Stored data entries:
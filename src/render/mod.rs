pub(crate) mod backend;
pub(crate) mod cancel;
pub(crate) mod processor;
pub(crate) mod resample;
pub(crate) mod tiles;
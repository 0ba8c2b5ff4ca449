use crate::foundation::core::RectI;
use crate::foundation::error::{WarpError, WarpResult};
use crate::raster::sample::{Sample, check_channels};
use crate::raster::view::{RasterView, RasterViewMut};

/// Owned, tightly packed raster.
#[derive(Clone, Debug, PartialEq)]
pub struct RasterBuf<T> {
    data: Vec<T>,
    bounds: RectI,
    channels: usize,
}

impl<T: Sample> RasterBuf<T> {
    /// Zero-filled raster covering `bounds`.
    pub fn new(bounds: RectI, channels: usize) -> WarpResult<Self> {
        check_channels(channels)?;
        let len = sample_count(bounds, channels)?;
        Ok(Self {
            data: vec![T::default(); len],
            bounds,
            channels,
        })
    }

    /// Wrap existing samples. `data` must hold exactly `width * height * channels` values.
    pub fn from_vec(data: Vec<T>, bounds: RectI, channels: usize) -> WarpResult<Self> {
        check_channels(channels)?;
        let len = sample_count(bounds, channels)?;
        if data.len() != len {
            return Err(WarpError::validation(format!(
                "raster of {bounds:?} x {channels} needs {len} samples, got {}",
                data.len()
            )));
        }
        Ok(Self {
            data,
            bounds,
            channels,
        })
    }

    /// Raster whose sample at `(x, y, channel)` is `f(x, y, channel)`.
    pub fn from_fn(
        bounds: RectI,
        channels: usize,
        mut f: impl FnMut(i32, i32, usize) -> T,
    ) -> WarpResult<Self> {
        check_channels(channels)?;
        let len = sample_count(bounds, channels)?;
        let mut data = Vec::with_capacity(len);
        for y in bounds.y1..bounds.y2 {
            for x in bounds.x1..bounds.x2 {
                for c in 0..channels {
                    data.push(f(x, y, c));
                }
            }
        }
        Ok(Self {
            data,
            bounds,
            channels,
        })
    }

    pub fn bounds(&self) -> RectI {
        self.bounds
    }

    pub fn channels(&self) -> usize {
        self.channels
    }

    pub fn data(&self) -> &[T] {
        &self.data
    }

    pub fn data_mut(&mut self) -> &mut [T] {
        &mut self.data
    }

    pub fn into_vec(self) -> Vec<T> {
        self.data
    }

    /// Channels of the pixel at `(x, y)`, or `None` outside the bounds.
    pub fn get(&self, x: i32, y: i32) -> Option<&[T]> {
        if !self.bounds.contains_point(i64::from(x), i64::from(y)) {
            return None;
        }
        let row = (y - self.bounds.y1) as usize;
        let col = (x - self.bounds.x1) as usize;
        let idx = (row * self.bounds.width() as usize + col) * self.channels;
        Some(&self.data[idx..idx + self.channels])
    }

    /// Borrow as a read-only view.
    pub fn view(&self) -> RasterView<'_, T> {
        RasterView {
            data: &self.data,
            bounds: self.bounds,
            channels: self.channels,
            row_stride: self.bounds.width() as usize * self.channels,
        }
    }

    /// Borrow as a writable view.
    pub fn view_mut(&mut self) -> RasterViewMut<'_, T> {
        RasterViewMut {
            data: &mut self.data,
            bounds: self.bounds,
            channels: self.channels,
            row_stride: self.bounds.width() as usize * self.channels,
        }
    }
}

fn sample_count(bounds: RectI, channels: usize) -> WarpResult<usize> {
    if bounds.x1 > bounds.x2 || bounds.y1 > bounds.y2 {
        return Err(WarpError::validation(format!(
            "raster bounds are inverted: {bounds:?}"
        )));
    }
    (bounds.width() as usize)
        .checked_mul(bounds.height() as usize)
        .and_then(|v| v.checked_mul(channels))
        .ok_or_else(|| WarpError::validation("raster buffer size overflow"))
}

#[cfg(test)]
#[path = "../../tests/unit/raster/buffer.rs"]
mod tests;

■ WORK TO BE COMPLETED: Copy each line in the data that holds the word "impl".

■ ANSWER SPACE:
impl<T: Sample> RasterBuf<T> {
        mut f: impl FnMut(i32, i32, usize) -> T,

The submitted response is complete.